Posted by: anon | January 25, 2006 at 05:17 PM

I've been about 45% gold and silver and 40% oil since 2001.

Thank heaven. It's been a very, very good run.

And the dollar adjustment hasn't even begun yet.

Posted by: RN | January 25, 2006 at 10:42 PM

Who knows? It would be easier if we knew what hedge funds are doing. For instance, how much of last year's 10 year note issuance was bought by offshore hedge funds?

Posted by: bailey | January 26, 2006 at 11:30 AM

Think it is interesting to note that yields on 10 year bund futures are rising too. (short term trading asof last few days)

Ironically, when the Fed is done, the futures will break (finally) I would be long S+P, and short the treasuries.

Posted by: jeff | January 27, 2006 at 04:51 PM

Maybe I'm crazy but the law of supply and demand leads me to put my bet on the next conundrum - a recession accompanied by rising or stubbornly high long term rates. Here's the scenario - consumer burnout leads to recession which includes a decrease in demand for imports. Recession leads to an increase in the budget deficit and an increase in Treasury issuance. Decreasing demand for imports leads to a reduction in the dollars flowing into central banks that are recycled into Treasuries. Rinse and repeat.
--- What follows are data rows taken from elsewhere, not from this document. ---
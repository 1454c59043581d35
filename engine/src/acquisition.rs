//! File acquisition collaborator.
//!
//! The engine never downloads anything itself. It asks an [`Acquisition`]
//! implementation whether a descriptor's file is already local, requests a
//! download when it is not and then only observes progress and completion
//! through [`AcquisitionEvents`], keyed by source file id.

use crossbeam_channel::Sender;
use std::collections::HashMap;
use std::path::PathBuf;
use std::sync::RwLock;

use common::{Descriptor, EngineError, FileId};

use crate::coordinator::CoordinatorMessage;

/// Where a descriptor's bytes currently are
#[derive(Debug, Clone, PartialEq, Eq)]
pub enum Resolution {
    Local(PathBuf),
    Remote,
}

/// Callback handle given to the acquisition layer
#[derive(Debug, Clone)]
pub struct AcquisitionEvents {
    tx: Sender<CoordinatorMessage>,
}

impl AcquisitionEvents {
    pub(crate) fn new(tx: Sender<CoordinatorMessage>) -> Self {
        Self { tx }
    }

    /// Download progress in `0.0..=1.0`
    pub fn progress(&self, file_id: FileId, fraction: f32) {
        let _ = self.tx.send(CoordinatorMessage::Progress {
            file_id,
            fraction: fraction.clamp(0.0, 1.0),
        });
    }

    pub fn local_file_ready(&self, file_id: FileId, path: PathBuf) {
        let _ = self.tx.send(CoordinatorMessage::LocalFileReady { file_id, path });
    }

    pub fn failed(&self, file_id: FileId, reason: impl Into<String>) {
        let _ = self.tx.send(CoordinatorMessage::AcquisitionFailed {
            file_id,
            error: EngineError::Acquisition(reason.into()),
        });
    }
}

/// Network/storage layer that supplies encoded source files
pub trait Acquisition: Send + Sync {
    fn resolve(&self, descriptor: &Descriptor) -> Result<Resolution, EngineError>;

    /// Start or join a download. Must not block; results arrive through `events`.
    fn download(&self, file_id: FileId, events: AcquisitionEvents);

    fn cancel_download(&self, file_id: FileId);
}

/// Serves files already on disk, registered by id
#[derive(Debug, Default)]
pub struct LocalFiles {
    files: RwLock<HashMap<FileId, PathBuf>>,
}

impl LocalFiles {
    pub fn new() -> Self {
        Self::default()
    }

    pub fn register(&self, file_id: FileId, path: impl Into<PathBuf>) {
        let mut files = self
            .files
            .write()
            .unwrap_or_else(std::sync::PoisonError::into_inner);
        files.insert(file_id, path.into());
    }

    /// Forget `file_id`. Returns the path it was registered with.
    pub fn unregister(&self, file_id: FileId) -> Option<PathBuf> {
        let mut files = self
            .files
            .write()
            .unwrap_or_else(std::sync::PoisonError::into_inner);
        files.remove(&file_id)
    }

    pub fn len(&self) -> usize {
        self.files
            .read()
            .unwrap_or_else(std::sync::PoisonError::into_inner)
            .len()
    }

    pub fn is_empty(&self) -> bool {
        self.len() == 0
    }

    fn lookup(&self, file_id: FileId) -> Option<PathBuf> {
        let files = self
            .files
            .read()
            .unwrap_or_else(std::sync::PoisonError::into_inner);
        files.get(&file_id).cloned()
    }
}

impl Acquisition for LocalFiles {
    fn resolve(&self, descriptor: &Descriptor) -> Result<Resolution, EngineError> {
        match self.lookup(descriptor.file_id()) {
            Some(path) if path.exists() => Ok(Resolution::Local(path)),
            Some(_) => Ok(Resolution::Remote),
            None => Err(EngineError::NotFound(format!(
                "file {} is not registered",
                descriptor.file_id()
            ))),
        }
    }

    fn download(&self, file_id: FileId, events: AcquisitionEvents) {
        match self.lookup(file_id) {
            Some(path) if path.exists() => events.local_file_ready(file_id, path),
            Some(path) => events.failed(file_id, format!("{} does not exist", path.display())),
            None => events.failed(file_id, format!("file {} is not registered", file_id)),
        }
    }

    fn cancel_download(&self, _file_id: FileId) {}
}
Increased supply, reduced demand = lower prices = higher rates.

Posted by: mark | January 28, 2006 at 09:52 AM

Not that anyone should care but I'm 100% in Ford Interest Advantage notes (checking & wiring priv. (get your funds back in about 2 hours), adjusts weekly & oh yeah, it's yielding 5 1/4 & outperformed the s&p500 last year. Folks, thanks to the last 5 years fiscal mismanagement of our past, our present & our current President we're facing some $80 TRILLION liabilities. Our entile GDP is less than $12 Trillion, & I'd guess our federal budget is some $2.3 Trillion. What are we thinking, people? Have you read Max Sawicky's synopsis of our recent growth? "The upshot is that the triumph of Republican-conservatarian economic policy consists of an expansion of government jobs financed by loans from the Communist People's Republic of China."
Remember the old sage advice, it's okay to be right & it's okay to be wrong, just don't be stupid.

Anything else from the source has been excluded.